The spline is parametarized by the vector u which spans the domain of xp.

My goal is to determine the "y" coordinate of the b-spline at a given "x" coordinate in the domain of xp.

As is expected behavior when generating parametric curves, when I pass the value "4" into splev after calculating tck, the value for both the x and y coordinate corresponding to the parameter 4 is returned.

I am able to use Newton's method to determine the value of the parameter u at a given "x" coordinate; This is however indirect and requires more computation time than my final application can permit.

Can anyone suggest a more direct way to determine the "y" coordinate on the b-spline for a given "x"?

import numpy as np

import matplotlib.pyplot as plt

from scipy import interpolate

xp = [0., 0.71428571, 1.42857143, 2.14285714, 2.85714286, 3.57142857, 4.28571429, 5.]

yp = [0., -0.86217009, -2.4457478, -2.19354839, -2.32844575, -0.48680352, -0.41055718, -3.]

length = len(xp)

t = np.linspace(0., xp[-1], length - 2, endpoint=True)

t = np.append([0, 0, 0], t)

t = np.append(t, [xp[-1], xp[-1], xp[-1]])

tck = [t, [xp, yp], 3]

u = np.linspace(0, 5., 1000, endpoint=True)

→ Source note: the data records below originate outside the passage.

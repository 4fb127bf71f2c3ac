/*
 * Copyright Bret Ambrose. All Rights Reserved.
 * SPDX-License-Identifier: Apache-2.0.
 */

/*!
Shared test fixtures: a recording transport that assigns packet ids, and a listener that captures
every application event.
 */

use crate::error::{GneissError, GneissResult};
use crate::event::*;
use crate::logging::{Component, EventObserver, NullObserver};
use crate::mqtt::*;
use crate::pipeline::{EventPipeline, MqttTransport};

use std::fmt;
use std::sync::{Arc, Mutex, MutexGuard};
use std::time::Instant;

#[derive(Clone, Debug)]
pub(crate) struct PublishRecord {
    pub(crate) topic: String,
    pub(crate) payload: Vec<u8>,
    pub(crate) qos: QualityOfService,
    pub(crate) properties: PropertyBag,
    pub(crate) packet_id: PacketId,
}

#[derive(Default)]
pub(crate) struct MockTransportState {
    pub(crate) connects: Vec<ConnectRequest>,
    pub(crate) publishes: Vec<PublishRecord>,
    pub(crate) subscribes: Vec<(SubscribeRequest, PacketId)>,
    pub(crate) unsubscribes: Vec<(UnsubscribeRequest, PacketId)>,
    pub(crate) disconnects: usize,

    pub(crate) fail_connect: bool,
    pub(crate) fail_publish: bool,
    pub(crate) fail_subscribe: bool,

    next_packet_id: PacketId,
}

impl MockTransportState {
    fn allocate_packet_id(&mut self) -> PacketId {
        self.next_packet_id += 1;
        self.next_packet_id
    }

    pub(crate) fn last_publish(&self) -> &PublishRecord {
        match self.publishes.last() {
            Some(publish) => { publish }
            None => { panic!("no publish was issued") }
        }
    }

    pub(crate) fn last_subscribe(&self) -> &(SubscribeRequest, PacketId) {
        match self.subscribes.last() {
            Some(subscribe) => { subscribe }
            None => { panic!("no subscribe was issued") }
        }
    }
}

pub(crate) struct MockTransport {
    state: Arc<Mutex<MockTransportState>>,
}

impl MqttTransport for MockTransport {
    fn connect(&mut self, request: &ConnectRequest) -> GneissResult<()> {
        let mut state = self.state.lock().unwrap();
        if state.fail_connect {
            return Err(GneissError::new_transport_error("connect rejected"));
        }

        state.connects.push(request.clone());
        Ok(())
    }

    fn publish(&mut self, request: &PublishRequest<'_>) -> GneissResult<PacketId> {
        let mut state = self.state.lock().unwrap();
        if state.fail_publish {
            return Err(GneissError::new_transport_error("publish rejected"));
        }

        let packet_id = state.allocate_packet_id();
        state.publishes.push(PublishRecord {
            topic: request.topic.to_string(),
            payload: request.payload.to_vec(),
            qos: request.qos,
            properties: request.properties.clone(),
            packet_id,
        });

        Ok(packet_id)
    }

    fn subscribe(&mut self, request: &SubscribeRequest) -> GneissResult<PacketId> {
        let mut state = self.state.lock().unwrap();
        if state.fail_subscribe {
            return Err(GneissError::new_transport_error("subscribe rejected"));
        }

        let packet_id = state.allocate_packet_id();
        state.subscribes.push((request.clone(), packet_id));
        Ok(packet_id)
    }

    fn unsubscribe(&mut self, request: &UnsubscribeRequest) -> GneissResult<PacketId> {
        let mut state = self.state.lock().unwrap();
        let packet_id = state.allocate_packet_id();
        state.unsubscribes.push((request.clone(), packet_id));
        Ok(packet_id)
    }

    fn disconnect(&mut self) -> GneissResult<()> {
        self.state.lock().unwrap().disconnects += 1;
        Ok(())
    }
}

pub(crate) struct TestHarness {
    transport: Arc<Mutex<MockTransportState>>,
    events: Arc<Mutex<Vec<ConnectionEvent>>>,
}

impl TestHarness {
    pub(crate) fn new() -> Self {
        TestHarness {
            transport: Arc::new(Mutex::new(MockTransportState::default())),
            events: Arc::new(Mutex::new(Vec::new())),
        }
    }

    pub(crate) fn create_transport(&self) -> Box<dyn MqttTransport> {
        Box::new(MockTransport {
            state: self.transport.clone(),
        })
    }

    pub(crate) fn create_listener(&self) -> ConnectionEventListener {
        let events = self.events.clone();
        Arc::new(move |event| {
            events.lock().unwrap().push((*event).clone());
        })
    }

    pub(crate) fn create_pipeline(&self) -> EventPipeline {
        EventPipeline::new(self.create_transport(), self.create_listener(), Arc::new(NullObserver::default()), Instant::now())
    }

    pub(crate) fn events(&self) -> Vec<ConnectionEvent> {
        self.events.lock().unwrap().clone()
    }

    pub(crate) fn clear_events(&self) {
        self.events.lock().unwrap().clear();
    }

    pub(crate) fn transport(&self) -> MutexGuard<'_, MockTransportState> {
        self.transport.lock().unwrap()
    }
}

/// Observer that keeps every message at or above a level, formatted as `"<component> - <message>"`
pub(crate) struct RecordingObserver {
    level: log::Level,
    messages: Mutex<Vec<String>>,
}

impl RecordingObserver {
    pub(crate) fn new(level: log::Level) -> Self {
        RecordingObserver {
            level,
            messages: Mutex::new(Vec::new()),
        }
    }

    pub(crate) fn messages(&self) -> Vec<String> {
        self.messages.lock().unwrap().clone()
    }
}

impl EventObserver for RecordingObserver {
    fn enabled(&self, level: log::Level, _: Component) -> bool {
        level <= self.level
    }

    fn observe(&self, _: log::Level, component: Component, message: fmt::Arguments<'_>) {
        self.messages.lock().unwrap().push(format!("{} - {}", component, message));
    }
}

/// Builds an incoming publish carrying the given properties
pub(crate) fn create_publish(topic: &str, payload: &[u8], properties: PropertyBag) -> PublishReceived {
    PublishReceived {
        topic: topic.to_string(),
        payload: payload.to_vec(),
        qos: QualityOfService::AtLeastOnce,
        properties,
    }
}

out = interpolate.splev(u, tck)

x_value_in_xp_domain = 4.

y_value_out = interpolate.splev(x_value_in_xp_domain, tck)

plt.plot(xp, yp, linestyle='--', marker='o', color='purple')

plt.plot(out[0], out[1], color = 'teal')

plt.plot(x_value_in_xp_domain, y_value_out[1], marker='o', color = 'orangered')

plt.plot(y_value_out[0], y_value_out[1], marker='o', color = 'black')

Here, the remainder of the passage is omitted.